The CFPB has also developed a "Action Guide for Servicemembers with Student Loans", which you should definitely read carefully.
For an overview of repayment options with respect to US government-guaranteed loans, check out the short article "Got Student Debt?".
The Department of Education's web site also has many pages describing ways to repay student loans. Below is a sample.
If you entered the Coast Guard with more than one student loan and are now paying them off, you might want to consider consolidating them so you only have one payment to make each month. Don’t just jump at the first loan consolidation company you see an ad for, however. First, check out the Department of Education’s web site on student loan consolidation.
If you’re having problems repaying federal student loans, you owe it to yourself to check out the Income-Based Repayment (IBR) program. In a nutshell, the program “caps your required monthly payment at an amount intended to be affordable based on your income and family size.” The program applies to all Stafford, PLUS, and Consolidation Loans made under either the Direct Loan or FFEL Program with a few exceptions. Those are:
loans which are currently in default,
parent PLUS Loans (PLUS Loans that were made to parent borrowers),
Consolidation Loans that repaid parent PLUS Loans.
Starting within the next few years, you may qualify for forgiveness of the remaining balance due on your eligible federal student loans after you have made 120 payments on loans under certain repayment plans while employed full time by certain public service employers. Only non-defaulted loans made under the William D. Ford Direct Loan ProgramSM are eligible for loan forgiveness.

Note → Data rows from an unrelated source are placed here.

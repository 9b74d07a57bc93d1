//! Extension trait and tokenizer rule contributions.
//!
//! An [`Extension`] is a self-contained contributor of inline tokenizer
//! rules, node-kind renderers, and lifecycle hooks. Extensions are
//! constructed once per pipeline instance and own per-session mutable state
//! (counters, accumulated reference lists); [`Extension::prepare`] resets
//! that state at the start of each parse.
//!
//! # Hook order
//!
//! For every parse: `prepare` → `walk` (once per token, strictly in document
//! order, each completed before the next) → serialization (`render` for
//! claimed kinds) → `postprocess` → `cleanup`. `walk` may mutate the token,
//! typically stashing a precomputed output field the renderer reads.

use regex::{Captures, Regex};

use crate::error::PipelineError;
use crate::placeholder::{PlaceholderId, PlaceholderTable};
use crate::style::{Destination, StyleTable};
use crate::tree::{Kind, Token};

/// An inline tokenizer rule contributed by an extension.
///
/// Rules run over text segments during tree building. The leftmost match
/// wins; ties go to the earlier-registered rule.
pub struct InlineRule {
    pattern: Regex,
    build: Box<dyn Fn(&Captures<'_>) -> Token + Send + Sync>,
}

impl InlineRule {
    pub fn new(
        pattern: Regex,
        build: impl Fn(&Captures<'_>) -> Token + Send + Sync + 'static,
    ) -> Self {
        Self {
            pattern,
            build: Box::new(build),
        }
    }

    pub(crate) fn find<'t>(&self, text: &'t str) -> Option<regex::Match<'t>> {
        self.pattern.find(text)
    }

    pub(crate) fn build_token(&self, text: &str) -> Option<Token> {
        self.pattern.captures(text).map(|caps| (self.build)(&caps))
    }
}

impl std::fmt::Debug for InlineRule {
    fn fmt(&self, f: &mut std::fmt::Formatter<'_>) -> std::fmt::Result {
        f.debug_struct("InlineRule")
            .field("pattern", &self.pattern.as_str())
            .finish_non_exhaustive()
    }
}

/// Remote render job category.
#[derive(Debug, Clone, Copy, PartialEq, Eq)]
pub enum JobKind {
    MathInline,
    MathBlock,
    Widget,
}

/// Mediator for rate-sensitive remote rendering.
///
/// `submit` records a job against a placeholder; `resolve` processes all
/// submitted jobs (implementations drain FIFO, one in-flight request at a
/// time) and fulfills the session's placeholder table.
pub trait RemoteRenderer {
    fn submit(&mut self, kind: JobKind, source: &str, placeholder: PlaceholderId);
    fn resolve(&mut self, placeholders: &mut PlaceholderTable);
}

/// Registry for locally referenced images.
///
/// Returns the canonical key the reference was registered under; multiple
/// references to the same resource converge to one key.
pub trait ImageSink {
    fn register(&mut self, origin: &str) -> String;
}

/// No-op remote renderer: every submitted job resolves to a failure sentinel.
#[derive(Debug, Default)]
pub struct NullRemote {
    submitted: Vec<PlaceholderId>,
}

impl NullRemote {
    #[must_use]
    pub fn new() -> Self {
        Self::default()
    }
}

impl RemoteRenderer for NullRemote {
    fn submit(&mut self, _kind: JobKind, _source: &str, placeholder: PlaceholderId) {
        self.submitted.push(placeholder);
    }

    fn resolve(&mut self, placeholders: &mut PlaceholderTable) {
        for id in self.submitted.drain(..) {
            placeholders.fulfill(
                id,
                crate::placeholder::RemoteOutcome::Failed("remote rendering disabled".to_owned()),
            );
        }
    }
}

/// No-op image sink: the origin string itself is the canonical key.
#[derive(Debug, Default)]
pub struct NullImages;

impl ImageSink for NullImages {
    fn register(&mut self, origin: &str) -> String {
        origin.to_owned()
    }
}

/// External collaborators injected into one parse session.
pub struct Services<'a> {
    pub remote: &'a mut dyn RemoteRenderer,
    pub images: &'a mut dyn ImageSink,
}

/// Mutable context handed to [`Extension::walk`].
pub struct WalkContext<'a> {
    pub destination: Destination,
    pub placeholders: &'a mut PlaceholderTable,
    pub remote: &'a mut dyn RemoteRenderer,
    pub images: &'a mut dyn ImageSink,
    pub warnings: &'a mut Vec<String>,
}

/// Immutable context handed to [`Extension::render`] and
/// [`Extension::postprocess`].
pub struct RenderContext<'a> {
    pub destination: Destination,
    pub style: &'a StyleTable,
    pub placeholders: &'a PlaceholderTable,
}

/// A unit contributing parsing rules, rendering logic, and lifecycle hooks to
/// one pipeline instance.
pub trait Extension: Send {
    /// Stable name used in diagnostics and renderer-conflict errors.
    fn name(&self) -> &'static str;

    /// Reset per-session state. Called at the start of every parse.
    fn prepare(&mut self) {}

    /// Inline tokenizer rules applied during tree building.
    fn inline_rules(&self) -> Vec<InlineRule> {
        Vec::new()
    }

    /// Node kinds this extension renders. Claiming a kind another extension
    /// already claims is a pipeline build error.
    fn claims(&self) -> &'static [Kind] {
        &[]
    }

    /// Annotation hook, run once per token in document order.
    fn walk(&mut self, token: &mut Token, ctx: &mut WalkContext<'_>) -> Result<(), PipelineError> {
        let _ = (token, ctx);
        Ok(())
    }

    /// Render a claimed token. `inner` holds the already-rendered children.
    fn render(&self, token: &Token, inner: &str, ctx: &RenderContext<'_>) -> String {
        let _ = (token, ctx);
        inner.to_owned()
    }

    /// Rewrite the serialized output after the render pass (e.g. append a
    /// references section).
    fn postprocess(&mut self, output: &mut String, ctx: &RenderContext<'_>) {
        let _ = (output, ctx);
    }

    /// Drop per-session state. Called at the end of every parse.
    fn cleanup(&mut self) {}
}
//! CLI commands.

mod publish;
mod render;

pub(crate) use publish::PublishArgs;
pub(crate) use render::RenderArgs;

use clap::ValueEnum;

use notecast_config::Config;
use notecast_extensions::{
    CalloutExtension, CodeExtension, FootnoteExtension, HeadingExtension, IconExtension,
    LinkExtension, LocalImageExtension, MarkExtension, MathExtension, WidgetExtension,
};
use notecast_pipeline::{
    Destination, NullRemote, Pipeline, PipelineError, RemoteRenderer, StyleTable, escape_html,
};
use notecast_remote::{RemoteClient, RenderQueue};

/// Destination selector for the CLI.
#[derive(Debug, Clone, Copy, PartialEq, Eq, ValueEnum)]
pub(crate) enum DestArg {
    /// Rich HTML for the article destination.
    Rich,
    /// Glyph-based plain text for social destinations.
    Plain,
}

impl From<DestArg> for Destination {
    fn from(arg: DestArg) -> Self {
        match arg {
            DestArg::Rich => Self::RichHtml,
            DestArg::Plain => Self::PlainText,
        }
    }
}

/// Build the standard pipeline configured from `config`.
pub(crate) fn build_pipeline(config: &Config) -> Result<Pipeline, PipelineError> {
    let numbered = match config.docs.numbered_heading_level {
        0 => None,
        level => Some(level),
    };
    let mut plain_style = StyleTable::plain_default();
    if let Some(bullet) = &config.style.bullet {
        plain_style.bullet.clone_from(bullet);
    }
    if let Some(prefixes) = &config.style.heading_prefixes {
        for (slot, prefix) in plain_style.heading_prefixes.iter_mut().zip(prefixes) {
            slot.clone_from(prefix);
        }
    }
    if let Some(glyph) = &config.style.task_checked {
        plain_style.task_checked.clone_from(glyph);
    }
    if let Some(glyph) = &config.style.task_unchecked {
        plain_style.task_unchecked.clone_from(glyph);
    }

    Pipeline::builder()
        .extension(HeadingExtension::new().numbered_level(numbered))
        .extension(CalloutExtension::new())
        .extension(WidgetExtension::new())
        .extension(CodeExtension::new())
        .extension(MarkExtension::new())
        .extension(IconExtension::new())
        .extension(FootnoteExtension::new())
        .extension(LinkExtension::new())
        .extension(LocalImageExtension::new())
        .extension(MathExtension::new())
        .plain_style(plain_style)
        .build()
}

/// Build the remote renderer from config: a real queue when an endpoint is
/// configured, otherwise a no-op that resolves everything to failure
/// sentinels.
pub(crate) fn build_remote(config: &Config) -> Box<dyn RemoteRenderer> {
    match &config.remote {
        Some(remote) => {
            let mut client = RemoteClient::new(&remote.endpoint)
                .with_timeout(std::time::Duration::from_secs(remote.timeout_secs));
            if let Some(token) = &remote.token {
                client = client.with_token(token);
            }
            Box::new(RenderQueue::new(client))
        }
        None => Box::new(NullRemote::new()),
    }
}

/// Whole-document diagnostic page substituted when a parse aborts.
pub(crate) fn diagnostic_page(document: &str, error: &PipelineError) -> String {
    format!(
        concat!(
            r#"<section class="nc-error"><h1>Render failed</h1>"#,
            r#"<p>The document <code>{}</code> could not be rendered.</p>"#,
            "<pre>{}</pre></section>"
        ),
        escape_html(document),
        escape_html(&error.to_string())
    )
}

#[cfg(test)]
mod tests {
    use super::*;

    #[test]
    fn test_dest_arg_mapping() {
        assert_eq!(Destination::from(DestArg::Rich), Destination::RichHtml);
        assert_eq!(Destination::from(DestArg::Plain), Destination::PlainText);
    }

    #[test]
    fn test_build_pipeline_with_defaults() {
        let config = Config::default();
        assert!(build_pipeline(&config).is_ok());
    }

    #[test]
    fn test_diagnostic_page_escapes() {
        let err = PipelineError::extension("x", "a < b");
        let page = diagnostic_page("doc.md", &err);
        assert!(page.contains("doc.md"));
        assert!(page.contains("a &lt; b"));
    }
}
//! Error types for the remote rendering endpoint.

/// Error from one remote render request.
///
/// These never abort a parse: the queue converts them into sentinel failure
/// outcomes local to one placeholder.
#[derive(Debug, thiserror::Error)]
pub enum RemoteError {
    /// HTTP request failed (network error, timeout, etc).
    #[error("HTTP request failed")]
    HttpRequest(#[from] ureq::Error),

    /// Server returned an error status.
    #[error("HTTP error: {status} - {body}")]
    HttpResponse {
        /// HTTP status code.
        status: u16,
        /// Response body (may contain error details).
        body: String,
    },

    /// Response did not contain rendered output.
    #[error("empty render response")]
    EmptyResponse,
}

The Direct Loan Program includes (but is not limited to) the following types of loans:
Federal Direct Stafford Loans (Direct Subsidized Loans)
Federal Direct Unsubsidized Stafford Loans (Direct Unsubsidized Loans)
Federal Direct PLUS Loans (Direct PLUS Loans, for parents and graduate or professional students)
Federal Direct Consolidation Loans (Direct Consolidation Loans)
“Public service”, for purposes of this program, includes employment by any federal, state, local, or tribal government entity (including the military, public schools and colleges, public child and family services agencies, and special governmental districts).
“Since borrowers must make 120 monthly payments on their eligible federal student loans beginning after October 1, 2007 before they qualify for the loan forgiveness, the first cancellations of loan balances will not be granted until October 2017.”
For more information about this program, go to the Department of Education’s web site.
The Coast Guard
has a program which will “repay certain types of federally insured student
loans as recruitment or retention incentive for certain Coast Guard civilian
employees paid from appropriated funds.”
For more information, see ALCOAST 419/11 and the directive which authorizes it, COMDTINST 12500.3.
In 2004 Congress authorized the Coast Guard to repay the loans “of any person for service performed on active duty as an enlisted member of the Coast Guard in a specialty specified by the Secretary.” The amount that can be repaid is 33⅓ percent of the loan (interest and principal) or $1,500 (whichever is greater) for each year of service. (Title 14, U.S. Code §472) The purpose of this statute and the parallel DoD statute is to give the armed forces another way to improve recruiting and retention.
As far as I’ve been able to determine, however, the Coast Guard has not used this authority. The rationale for not doing so may be that since the Coast Guard isn't having problems with either recruiting or retention, it doesn’t need to implement this provision.